SOBRE DAPHNE & APOLO
Na série Daphne & Apolo, Adosa revisita o mito grego à luz do presente, transformando-o num diálogo entre matéria, desejo e libertação. Evoca o instante em que a ninfa Daphne, exausta da perseguição do deus Apolo, pede auxílio ao pai — Peneus, deus do rio — e é convertida em loureiro. A metamorfose não surge como peso, mas como ato de coragem: a criação de uma nova vida onde antes existia medo.

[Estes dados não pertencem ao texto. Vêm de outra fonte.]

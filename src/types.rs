use serde::{Deserialize, Serialize};
use std::collections::HashMap;
use std::fmt;

/// A single intercepted HTTP exchange from a capture file
#[derive(Debug, Clone, Serialize, Deserialize)]
pub struct CapturedFlow {
    pub url: String,
    pub method: String,
    #[serde(default)]
    pub status: u16,
    #[serde(default)]
    pub request_headers: Vec<(String, String)>,
    #[serde(default)]
    pub response_headers: Vec<(String, String)>,
    #[serde(default)]
    pub content_type: String,
    #[serde(default)]
    pub request_body: String,
    #[serde(default)]
    pub response_body: String,
    #[serde(default)]
    pub started_at: String,
}

impl CapturedFlow {
    /// Case-insensitive request header lookup
    pub fn request_header(&self, name: &str) -> Option<&str> {
        self.request_headers
            .iter()
            .find(|(k, _)| k.eq_ignore_ascii_case(name))
            .map(|(_, v)| v.as_str())
    }

    pub fn response_header(&self, name: &str) -> Option<&str> {
        self.response_headers
            .iter()
            .find(|(k, _)| k.eq_ignore_ascii_case(name))
            .map(|(_, v)| v.as_str())
    }
}

/// Confidence tier for a scored endpoint
#[derive(Debug, Clone, Copy, PartialEq, Eq, PartialOrd, Ord, Serialize, Deserialize)]
#[serde(rename_all = "lowercase")]
pub enum Confidence {
    Low,
    Medium,
    High,
    Critical,
}

impl Confidence {
    pub fn from_score(score: i32, thresholds: &TierThresholds) -> Self {
        if score >= thresholds.critical {
            Confidence::Critical
        } else if score >= thresholds.high {
            Confidence::High
        } else if score >= thresholds.medium {
            Confidence::Medium
        } else {
            Confidence::Low
        }
    }

    pub fn as_str(&self) -> &'static str {
        match self {
            Confidence::Low => "low",
            Confidence::Medium => "medium",
            Confidence::High => "high",
            Confidence::Critical => "critical",
        }
    }
}

impl fmt::Display for Confidence {
    fn fmt(&self, f: &mut fmt::Formatter<'_>) -> fmt::Result {
        write!(f, "{}", self.as_str())
    }
}

/// A regex/contains check the attestor runs against the response body
#[derive(Debug, Clone, Serialize, Deserialize)]
pub struct ResponseMatch {
    #[serde(rename = "type")]
    pub match_type: String,
    pub value: String,
    #[serde(default)]
    pub invert: bool,
}

/// Region of the response revealed to the attestor (everything else is redacted)
#[derive(Debug, Clone, Serialize, Deserialize)]
pub struct ResponseRedaction {
    #[serde(rename = "jsonPath", default, skip_serializing_if = "Option::is_none")]
    pub json_path: Option<String>,
    #[serde(rename = "xPath", default, skip_serializing_if = "Option::is_none")]
    pub xpath: Option<String>,
    #[serde(default, skip_serializing_if = "Option::is_none")]
    pub regex: Option<String>,
}

/// Provider configuration consumed by the external attestor
#[derive(Debug, Clone, Serialize, Deserialize)]
#[serde(rename_all = "camelCase")]
pub struct ProviderConfig {
    pub id: String,
    pub name: String,
    pub url: String,
    pub url_type: String,
    pub method: String,
    pub login_url: String,
    pub response_matches: Vec<ResponseMatch>,
    pub response_redactions: Vec<ResponseRedaction>,
    #[serde(default)]
    pub headers: HashMap<String, String>,
    pub confidence: Confidence,
    pub score: i32,
    pub created_at: String,
}

#[derive(Debug, Default, Serialize, Deserialize)]
pub struct ProvidersFile {
    pub providers: Vec<ProviderConfig>,
}

/// Coarse attestation session state, updated via file overwrite
#[derive(Debug, Clone, Copy, PartialEq, Eq, Serialize, Deserialize)]
#[serde(rename_all = "lowercase")]
pub enum SessionStatus {
    Pending,
    Running,
    Completed,
    Failed,
}

impl SessionStatus {
    pub fn as_str(&self) -> &'static str {
        match self {
            SessionStatus::Pending => "pending",
            SessionStatus::Running => "running",
            SessionStatus::Completed => "completed",
            SessionStatus::Failed => "failed",
        }
    }
}

impl fmt::Display for SessionStatus {
    fn fmt(&self, f: &mut fmt::Formatter<'_>) -> fmt::Result {
        write!(f, "{}", self.as_str())
    }
}

/// Correlates a built provider with an attestor task
#[derive(Debug, Clone, Serialize, Deserialize)]
pub struct Session {
    pub id: String,
    pub provider_id: String,
    #[serde(default)]
    pub attestor_task_id: Option<String>,
    pub status: SessionStatus,
    pub created_at: String,
    pub updated_at: String,
    #[serde(default)]
    pub error: Option<String>,
}

#[derive(Debug, Serialize, Deserialize)]
pub struct SessionsFile {
    pub last_updated: String,
    pub sessions: Vec<Session>,
}

/// One line of tracking/attestor_log.jsonl
#[derive(Debug, Clone, Serialize, Deserialize)]
pub struct AttestorLogEntry {
    pub timestamp: String,
    pub session_id: String,
    pub provider_id: String,
    pub event: String,
    #[serde(default)]
    pub detail: Option<String>,
}

/// Integer bonuses applied by the analyzer
#[derive(Debug, Clone, Serialize, Deserialize)]
pub struct ScoreWeights {
    pub json_content_type: i32,
    pub html_content_type: i32,
    pub api_path: i32,
    pub url_category: i32,
    pub body_category: i32,
    pub cross_category: i32,
    pub balance_evidence: i32,
    pub balance_field: i32,
    pub authenticated: i32,
}

impl Default for ScoreWeights {
    fn default() -> Self {
        Self {
            json_content_type: 15,
            html_content_type: 5,
            api_path: 10,
            url_category: 10,
            body_category: 10,
            cross_category: 40,
            balance_evidence: 25,
            balance_field: 20,
            authenticated: 10,
        }
    }
}

/// Score cut-offs for the four confidence tiers
#[derive(Debug, Clone, Serialize, Deserialize)]
pub struct TierThresholds {
    pub critical: i32,
    pub high: i32,
    pub medium: i32,
}

impl Default for TierThresholds {
    fn default() -> Self {
        Self {
            critical: 90,
            high: 60,
            medium: 30,
        }
    }
}

/// Analyzer configuration loaded from Config/scoring.yaml
#[derive(Debug, Clone, Serialize, Deserialize)]
pub struct ScoringConfig {
    #[serde(default)]
    pub weights: ScoreWeights,
    #[serde(default)]
    pub thresholds: TierThresholds,
    #[serde(default)]
    pub extra_balance_keywords: Vec<String>,
    #[serde(default)]
    pub extra_blocked_domains: Vec<String>,
    #[serde(default = "default_max_body_bytes")]
    pub max_body_bytes: usize,
}

fn default_max_body_bytes() -> usize {
    262_144
}

impl Default for ScoringConfig {
    fn default() -> Self {
        Self {
            weights: ScoreWeights::default(),
            thresholds: TierThresholds::default(),
            extra_balance_keywords: vec![],
            extra_blocked_domains: vec![],
            max_body_bytes: default_max_body_bytes(),
        }
    }
}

O vidro e a cortiça — tão distintos em natureza — encontram-se num equilíbrio sensorial: o vidro, frágil e translúcido, acolhe a luz e a leveza da mudança; a cortiça, orgânica e ancestral, guarda a memória de um renascer contínuo. Entre ambos abre-se um território onde o espiritual toca o terreno, onde o efémero encontra raiz.
A artista reinventa esse instante de transfiguração como símbolo de resistência e auto-preservação. Na fuga de Daphne, ecoa a necessidade profundamente contemporânea de romper com amores tóxicos — relações onde o desejo se confunde com poder, e onde a recusa se torna o único caminho para recuperar a própria existência. As peças insinuam o movimento entre a pressão de Apolo e a evasão da ninfa, tornando visível a tensão entre o que aprisiona e o que liberta. Transparências e texturas respiram sob a luz como testemunhos de um gesto que se move para além do medo.
Daphne & Apolo torna-se, assim, uma meditação sobre transformação e equilíbrio — um espaço onde matéria e mito se entrelaçam, revelando que mudar não é desaparecer, mas permanecer de outra forma.